Mais pour certains, le pari de l’industrie automobile serait difficile à l’heure où l’industrie locale ne répond qu’à l’inverse de ses voisins maghrébins. Face à ce défi, Zouari indique qu’il a créé sa société industrielle Medicars en mars 2012, un an après la Révolution, une période où les investissements étaient quasi nuls, et où le climat des affaires en Tunisie n’était pas du tout propice à l’investissement. Aujourd’hui, et après des investissements totaux de l’ordre de 40MDT, il estime que c’est un pari gagné, et il compte bien continuer à investir, encore et toujours, parce qu’il le faut pour acquérir le savoir-faire, grâce au transfert technologique dont il bénéficie via ses différents partenaires chinois, coréens et indiens.

Cela est nécessaire pour avancer sur le chemin de la création d’une industrie de construction automobile tunisienne.
Pour améliorer la compétitivité du site Tunisie, l’homme d’affaires indique que deux actions très importantes sont à faire. D’abord, il faut se débarrasser à jamais de la bureaucratie. Malgré quelques mesures dans ce sens, à l’instar du décret gouvernemental n°417 du 11 mai 2018, beaucoup de difficultés persistent en face de l’investisseur, que ce soit local ou étranger. Deuxièmement, il faut améliorer l’infrastructure logistique. A titre d’exemple, en retardant à chaque fois le projet du port en eaux profondes d’Ennfidha depuis des années, la Tunisie est malheureusement aujourd’hui à la traîne du point de vue logistique, et accuse un retard handicapant comparativement à nos voisins maghrébins, ce qui constitue véritablement un frein pour attirer les investissements étrangers et leurs mégaprojets, dont la Tunisie a grandement besoin pour son développement et pour sortir de sa crise actuelle.

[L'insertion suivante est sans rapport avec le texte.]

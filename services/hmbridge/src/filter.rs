//! Datapoint filter
//!
//! Decides per datapoint name whether an event reaches the bus. Patterns are
//! unanchored regular expressions, compiled once at startup.

use regex::Regex;

use crate::error::Result;

/// Compiled whitelist/blacklist
#[derive(Debug, Clone, Default)]
pub struct FilterSet {
    whitelist: Vec<Regex>,
    blacklist: Vec<Regex>,
}

fn compile<I, S>(patterns: I) -> Result<Vec<Regex>>
where
    I: IntoIterator<Item = S>,
    S: AsRef<str>,
{
    patterns
        .into_iter()
        .map(|p| Regex::new(p.as_ref()).map_err(Into::into))
        .collect()
}

impl FilterSet {
    pub fn new<I, S>(whitelist: I, blacklist: I) -> Result<Self>
    where
        I: IntoIterator<Item = S>,
        S: AsRef<str>,
    {
        Ok(Self {
            whitelist: compile(whitelist)?,
            blacklist: compile(blacklist)?,
        })
    }

    /// Build from space-separated pattern lists, e.g. `"^PRESS_ ^BRIGHTNESS$"`
    pub fn from_lists(whitelist: Option<&str>, blacklist: Option<&str>) -> Result<Self> {
        Self::new(
            whitelist.unwrap_or_default().split_whitespace(),
            blacklist.unwrap_or_default().split_whitespace(),
        )
    }

    /// Blacklist always wins; an empty whitelist admits everything else
    pub fn should_forward(&self, datapoint: &str) -> bool {
        if self.blacklist.iter().any(|rx| rx.is_match(datapoint)) {
            return false;
        }
        self.whitelist.is_empty() || self.whitelist.iter().any(|rx| rx.is_match(datapoint))
    }

    pub fn whitelist_len(&self) -> usize {
        self.whitelist.len()
    }

    pub fn blacklist_len(&self) -> usize {
        self.blacklist.len()
    }
}

#[cfg(test)]
#[allow(clippy::disallowed_methods)] // Test code - unwrap is acceptable
mod tests {
    use super::*;
    use crate::error::BridgeError;

    #[test]
    fn test_empty_filter_forwards_everything() {
        let filter = FilterSet::default();
        assert!(filter.should_forward("PRESS_SHORT"));
        assert!(filter.should_forward(""));
    }

    #[test]
    fn test_whitelist_only() {
        let filter = FilterSet::from_lists(Some("^PRESS_ ^BRIGHTNESS$"), None).unwrap();
        assert!(filter.should_forward("PRESS_SHORT"));
        assert!(filter.should_forward("BRIGHTNESS"));
        assert!(!filter.should_forward("ACTUAL_BRIGHTNESS"));
        assert!(!filter.should_forward("LEVEL"));
    }

    #[test]
    fn test_blacklist_beats_whitelist() {
        let filter = FilterSet::from_lists(Some("^PRESS_"), Some("_LONG$")).unwrap();
        assert!(filter.should_forward("PRESS_SHORT"));
        assert!(!filter.should_forward("PRESS_LONG"));
    }

    #[test]
    fn test_blacklist_only() {
        let filter = FilterSet::from_lists(None, Some("^PARTY_")).unwrap();
        assert!(!filter.should_forward("PARTY_MODE"));
        assert!(filter.should_forward("SET_POINT_TEMPERATURE"));
    }

    #[test]
    fn test_repeated_spaces_do_not_add_match_all_pattern() {
        let filter = FilterSet::from_lists(Some("  ^LEVEL$   "), None).unwrap();
        assert_eq!(filter.whitelist_len(), 1);
        assert!(!filter.should_forward("STATE"));
    }

    #[test]
    fn test_invalid_pattern_is_config_error() {
        let err = FilterSet::from_lists(Some("^PRESS_("), None).unwrap_err();
        assert!(matches!(err, BridgeError::ConfigError(_)));
    }
}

Pour ses projets futurs, il affirme qu’avec des partenaires tels que Geely et Mahindra, il compte se développer davantage au niveau industriel. Son projet phare est d’arriver à mettre en place une plateforme d’exportation de véhicules d’ici 2023, avec l’espoir de pousser tous les opérateurs du secteur de fabrication de composants automobiles à se développer eux aussi et à créer des synergies capables de créer de la croissance. Ce projet nécessite un investissement de près de 100 MD et devrait créer 500 emplois directs et indirects.